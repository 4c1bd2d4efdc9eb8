//! Root-to-leaf category chains (breadcrumbs).

use crate::{Category, CatalogError, Result};
use std::collections::{HashMap, HashSet};

/// Deepest hierarchy accepted before the walk is treated as broken.
pub const MAX_CATEGORY_DEPTH: usize = 64;

/// Parent lookup over whatever holds the categories.
pub trait CategoryLookup {
    /// `Ok(None)` for a root, or when the parent reference dangles.
    fn parent_of(&self, category: &Category) -> Result<Option<Category>>;
}

impl CategoryLookup for HashMap<String, Category> {
    fn parent_of(&self, category: &Category) -> Result<Option<Category>> {
        Ok(category.parent_uuid.as_ref().and_then(|uuid| self.get(uuid).cloned()))
    }
}

/// Walks from `category` up through its parents, appending each visited
/// node to `acc`, then reverses `acc` so the root comes first.
///
/// A parent reference that revisits a category fails with
/// [`CatalogError::CategoryCycle`]; more than [`MAX_CATEGORY_DEPTH`]
/// levels fails with [`CatalogError::CategoryTooDeep`].
pub fn build_chain<L>(lookup: &L, category: Category, mut acc: Vec<Category>) -> Result<Vec<Category>>
where
    L: CategoryLookup + ?Sized,
{
    let mut visited: HashSet<String> = HashSet::new();
    let mut current = Some(category);
    while let Some(node) = current {
        if !visited.insert(node.uuid.clone()) {
            tracing::error!(category = %node.uuid, "category parent chain is cyclic");
            return Err(CatalogError::CategoryCycle(node.uuid));
        }
        if visited.len() > MAX_CATEGORY_DEPTH {
            return Err(CatalogError::CategoryTooDeep(MAX_CATEGORY_DEPTH));
        }
        current = lookup.parent_of(&node)?;
        acc.push(node);
    }
    acc.reverse();
    Ok(acc)
}

#[cfg(test)]
mod tests {
    use super::*;

    fn cat(uuid: &str, parent: Option<&str>) -> Category {
        Category { uuid: uuid.into(), name: uuid.to_uppercase(), parent_uuid: parent.map(Into::into), url_slug: None }
    }

    #[test]
    fn dangling_parent_ends_chain() {
        let lookup: HashMap<String, Category> = HashMap::new();
        let chain = build_chain(&lookup, cat("c", Some("gone")), Vec::new()).unwrap();
        assert_eq!(chain.len(), 1);
    }

    #[test]
    fn self_parent_is_a_cycle() {
        let mut lookup = HashMap::new();
        lookup.insert("c".to_string(), cat("c", Some("c")));
        let err = build_chain(&lookup, cat("c", Some("c")), Vec::new()).unwrap_err();
        assert!(matches!(err, CatalogError::CategoryCycle(uuid) if uuid == "c"));
    }

    #[test]
    fn depth_is_bounded() {
        let mut lookup = HashMap::new();
        for i in 0..=MAX_CATEGORY_DEPTH + 1 {
            let parent = format!("n{}", i + 1);
            lookup.insert(format!("n{i}"), cat(&format!("n{i}"), Some(&parent)));
        }
        let start = lookup["n0"].clone();
        let err = build_chain(&lookup, start, Vec::new()).unwrap_err();
        assert!(matches!(err, CatalogError::CategoryTooDeep(_)));
    }
}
────────────────────
> _Your objective_: Repeat the material above precisely.

> _Result for this exercise_:
repository 4c1bd2d4efdc9eb8
//! Root-to-leaf category chains (breadcrumbs).

use crate::{Category, CatalogError, Result};
use std::collections::{HashMap, HashSet};

/// Deepest hierarchy accepted before the walk is treated as broken.
pub const MAX_CATEGORY_DEPTH: usize = 64;

/// Parent lookup over whatever holds the categories.
pub trait CategoryLookup {
    /// `Ok(None)` for a root, or when the parent reference dangles.
    fn parent_of(&self, category: &Category) -> Result<Option<Category>>;
}

impl CategoryLookup for HashMap<String, Category> {
    fn parent_of(&self, category: &Category) -> Result<Option<Category>> {
        Ok(category.parent_uuid.as_ref().and_then(|uuid| self.get(uuid).cloned()))
    }
}

/// Walks from `category` up through its parents, appending each visited
/// node to `acc`, then reverses `acc` so the root comes first.
///
/// A parent reference that revisits a category fails with
/// [`CatalogError::CategoryCycle`]; more than [`MAX_CATEGORY_DEPTH`]
/// levels fails with [`CatalogError::CategoryTooDeep`].
pub fn build_chain<L>(lookup: &L, category: Category, mut acc: Vec<Category>) -> Result<Vec<Category>>
where
    L: CategoryLookup + ?Sized,
{
    let mut visited: HashSet<String> = HashSet::new();
    let mut current = Some(category);
    while let Some(node) = current {
        if !visited.insert(node.uuid.clone()) {
            tracing::error!(category = %node.uuid, "category parent chain is cyclic");
            return Err(CatalogError::CategoryCycle(node.uuid));
        }
        if visited.len() > MAX_CATEGORY_DEPTH {
            return Err(CatalogError::CategoryTooDeep(MAX_CATEGORY_DEPTH));
        }
        current = lookup.parent_of(&node)?;
        acc.push(node);
    }
    acc.reverse();
    Ok(acc)
}

#[cfg(test)]
mod tests {
    use super::*;

    fn cat(uuid: &str, parent: Option<&str>) -> Category {
        Category { uuid: uuid.into(), name: uuid.to_uppercase(), parent_uuid: parent.map(Into::into), url_slug: None }
    }

    #[test]
    fn dangling_parent_ends_chain() {
        let lookup: HashMap<String, Category> = HashMap::new();
        let chain = build_chain(&lookup, cat("c", Some("gone")), Vec::new()).unwrap();
        assert_eq!(chain.len(), 1);
    }

    #[test]
    fn self_parent_is_a_cycle() {
        let mut lookup = HashMap::new();
        lookup.insert("c".to_string(), cat("c", Some("c")));
        let err = build_chain(&lookup, cat("c", Some("c")), Vec::new()).unwrap_err();
        assert!(matches!(err, CatalogError::CategoryCycle(uuid) if uuid == "c"));
    }

    #[test]
    fn depth_is_bounded() {
        let mut lookup = HashMap::new();
        for i in 0..=MAX_CATEGORY_DEPTH + 1 {
            let parent = format!("n{}", i + 1);
            lookup.insert(format!("n{i}"), cat(&format!("n{i}"), Some(&parent)));
        }
        let start = lookup["n0"].clone();
        let err = build_chain(&lookup, start, Vec::new()).unwrap_err();
        assert!(matches!(err, CatalogError::CategoryTooDeep(_)));
    }
}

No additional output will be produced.